_Task objective_
In the records below, find every line with the word "container" and copy it.
=== Records supplied ===
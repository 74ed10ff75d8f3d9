// Copyright (c) 2026 Element Creations Ltd
//
// SPDX-License-Identifier: AGPL-3.0-only OR LicenseRef-Element-Commercial
// Please see LICENSE in the repository root for full details.

//! Block-level type tags.
//!
//! A closed set of tags dispatched by pattern matching. The host editor's
//! own node classes never cross the seam; only these tags do.

use strum_macros::{Display, EnumString};

/// The block type governing the current selection, as shown in the
/// toolbar's block dropdown.
#[derive(
    Clone, Copy, Debug, Default, PartialEq, Eq, Hash, Display, EnumString,
)]
pub enum BlockKind {
    #[default]
    #[strum(serialize = "paragraph")]
    Paragraph,
    #[strum(serialize = "heading-1")]
    Heading1,
    #[strum(serialize = "heading-2")]
    Heading2,
    #[strum(serialize = "heading-3")]
    Heading3,
    #[strum(serialize = "heading-4")]
    Heading4,
    #[strum(serialize = "heading-5")]
    Heading5,
    #[strum(serialize = "heading-6")]
    Heading6,
    #[strum(serialize = "quote")]
    Quote,
    #[strum(serialize = "ordered-list")]
    OrderedList,
    #[strum(serialize = "unordered-list")]
    UnorderedList,
    #[strum(serialize = "check-list")]
    CheckList,
}

impl BlockKind {
    /// The heading kind for a tag level, `heading-1` through `heading-6`.
    pub fn heading(level: u8) -> Option<BlockKind> {
        match level {
            1 => Some(BlockKind::Heading1),
            2 => Some(BlockKind::Heading2),
            3 => Some(BlockKind::Heading3),
            4 => Some(BlockKind::Heading4),
            5 => Some(BlockKind::Heading5),
            6 => Some(BlockKind::Heading6),
            _ => None,
        }
    }

    /// The heading level, if this is a heading kind.
    pub fn heading_level(&self) -> Option<u8> {
        match self {
            BlockKind::Heading1 => Some(1),
            BlockKind::Heading2 => Some(2),
            BlockKind::Heading3 => Some(3),
            BlockKind::Heading4 => Some(4),
            BlockKind::Heading5 => Some(5),
            BlockKind::Heading6 => Some(6),
            _ => None,
        }
    }
}

/// The flavour of a list container.
#[derive(Clone, Copy, Debug, PartialEq, Eq, Hash, Display, EnumString)]
pub enum ListKind {
    #[strum(serialize = "ordered")]
    Ordered,
    #[strum(serialize = "unordered")]
    Unordered,
    #[strum(serialize = "check")]
    Check,
}

impl From<ListKind> for BlockKind {
    fn from(kind: ListKind) -> Self {
        match kind {
            ListKind::Ordered => BlockKind::OrderedList,
            ListKind::Unordered => BlockKind::UnorderedList,
            ListKind::Check => BlockKind::CheckList,
        }
    }
}

/// Computed text alignment of a selection's start container.
#[derive(
    Clone, Copy, Debug, Default, PartialEq, Eq, Hash, Display, EnumString,
)]
pub enum TextAlign {
    #[default]
    #[strum(serialize = "left")]
    Left,
    #[strum(serialize = "center")]
    Center,
    #[strum(serialize = "right")]
    Right,
    #[strum(serialize = "justify")]
    Justify,
    #[strum(serialize = "start")]
    Start,
    #[strum(serialize = "end")]
    End,
}

impl TextAlign {
    /// Whether the horizontal anchor for floating UI is the selection's
    /// right edge rather than its left edge.
    pub fn anchors_right(&self) -> bool {
        matches!(self, TextAlign::Right | TextAlign::End)
    }
}
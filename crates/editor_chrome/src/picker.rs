// Copyright (c) 2026 Element Creations Ltd
//
// SPDX-License-Identifier: AGPL-3.0-only OR LicenseRef-Element-Commercial
// Please see LICENSE in the repository root for full details.

//! The slash-command block picker.
//!
//! Watches the text run before the caret for a trigger character and
//! maintains the typeahead menu state while the trigger is live. The menu
//! shows the shared [`BlockCatalog`] filtered by everything typed since
//! the trigger; choosing an option removes the typed span and runs the
//! option's insertion routine.

use std::sync::Arc;

use regex::Regex;
use tracing::debug;

use crate::{BlockCatalog, BlockOption, EditorCommand, EditorHandle, Location};

/// Longest query the trigger keeps matching, in characters.
const QUERY_MAX_LENGTH: usize = 75;

/// A live trigger match in the text before the caret.
#[derive(Clone, Debug, PartialEq, Eq)]
pub struct TriggerMatch {
    /// Offset of the trigger character, in UTF-16 code units from the
    /// start of the scanned text.
    pub lead_offset: usize,
    /// The trigger character plus the query — the span removed when an
    /// option is chosen.
    pub replaceable_string: String,
    /// Everything typed since the trigger.
    pub query: String,
}

/// Scan the text run ending at the caret for a trigger.
///
/// The trigger must sit at the start of the run or after whitespace (or
/// an opening parenthesis); the query may itself contain whitespace and
/// has no minimum length.
fn check_trigger_match(matcher: &Regex, text: &str) -> Option<TriggerMatch> {
    let captures = matcher.captures(text)?;
    let whole = captures.get(0)?;
    let lead = captures.get(1)?;
    let replaceable = captures.get(2)?;
    let query = captures.get(3)?;

    let lead_offset =
        text[..whole.start() + lead.len()].encode_utf16().count();

    Some(TriggerMatch {
        lead_offset,
        replaceable_string: replaceable.as_str().to_string(),
        query: query.as_str().to_string(),
    })
}

/// Typeahead menu state.
///
/// The highlighted index is externally settable (pointer hover moves it)
/// and is stored unchecked; callers clamp it against the filtered list
/// before use.
pub struct BlockPicker {
    catalog: Arc<BlockCatalog>,
    trigger: char,
    matcher: Regex,
    active: Option<TriggerMatch>,
    caret: Location,
    highlighted_index: usize,
}

impl BlockPicker {
    /// A picker with the default `/` trigger.
    pub fn new(catalog: Arc<BlockCatalog>) -> BlockPicker {
        BlockPicker::with_trigger(catalog, '/')
    }

    pub fn with_trigger(
        catalog: Arc<BlockCatalog>,
        trigger: char,
    ) -> BlockPicker {
        let class = regex::escape(&trigger.to_string());
        let pattern = format!(
            r"(^|\s|\()([{class}]((?:[^{class}]){{0,{QUERY_MAX_LENGTH}}}))$"
        );
        // Built from an escaped single character and a constant; always
        // compiles.
        let matcher =
            Regex::new(&pattern).expect("trigger pattern compiles");
        BlockPicker {
            catalog,
            trigger,
            matcher,
            active: None,
            caret: Location::from(0),
            highlighted_index: 0,
        }
    }

    pub fn trigger(&self) -> char {
        self.trigger
    }

    /// Feed the text run ending at the caret, after any edit or caret
    /// move. Opens, updates or auto-closes the menu and returns whether
    /// it is open afterwards.
    pub fn update_from_text(
        &mut self,
        text_up_to_caret: &str,
        caret: Location,
    ) -> bool {
        let was_open = self.active.is_some();
        let found = check_trigger_match(&self.matcher, text_up_to_caret);

        self.active = match found {
            Some(m) => {
                // No match in the catalog closes the menu entirely.
                if self.catalog.filter(&m.query).is_empty() {
                    None
                } else {
                    Some(m)
                }
            }
            None => None,
        };
        self.caret = caret;

        if self.active.is_some() != was_open {
            debug!(open = self.active.is_some(), "block picker toggled");
        }
        if self.active.is_none() {
            self.highlighted_index = 0;
        }
        self.active.is_some()
    }

    pub fn is_open(&self) -> bool {
        self.active.is_some()
    }

    pub fn query(&self) -> Option<&str> {
        self.active.as_ref().map(|m| m.query.as_str())
    }

    pub fn current_match(&self) -> Option<&TriggerMatch> {
        self.active.as_ref()
    }

    /// The catalog filtered by the live query, in catalog order.
    pub fn filtered(&self) -> Vec<&BlockOption> {
        match &self.active {
            Some(m) => self.catalog.filter(&m.query),
            None => Vec::new(),
        }
    }

    pub fn highlighted_index(&self) -> usize {
        self.highlighted_index
    }

    /// Set the highlighted row (pointer hover). Stored unchecked.
    pub fn set_highlighted_index(&mut self, index: usize) {
        self.highlighted_index = index;
    }

    /// Choose an option from the filtered list: removes the triggering
    /// text span, runs the insertion routine with the matched query, and
    /// closes the menu. Returns `false` when the menu is closed or the
    /// index is out of bounds.
    pub fn choose(
        &mut self,
        index: usize,
        handle: &mut dyn EditorHandle,
    ) -> bool {
        let Some(active) = self.active.clone() else {
            return false;
        };

        let filtered = self.catalog.filter(&active.query);
        let Some(option) = filtered.get(index) else {
            return false;
        };

        let span = active.replaceable_string.encode_utf16().count();
        let end = self.caret;
        let start = Location::from(end.as_usize().saturating_sub(span));
        handle.dispatch(EditorCommand::RemoveTextSpan { start, end });
        option.insert(handle, &active.query);

        debug!(key = option.key(), "block picker inserted");
        self.active = None;
        self.highlighted_index = 0;
        true
    }

    /// Close the menu without inserting.
    pub fn close(&mut self) {
        self.active = None;
        self.highlighted_index = 0;
    }
}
===
_Answer to this problem_
/// The flavour of a list container.
/// Computed text alignment of a selection's start container.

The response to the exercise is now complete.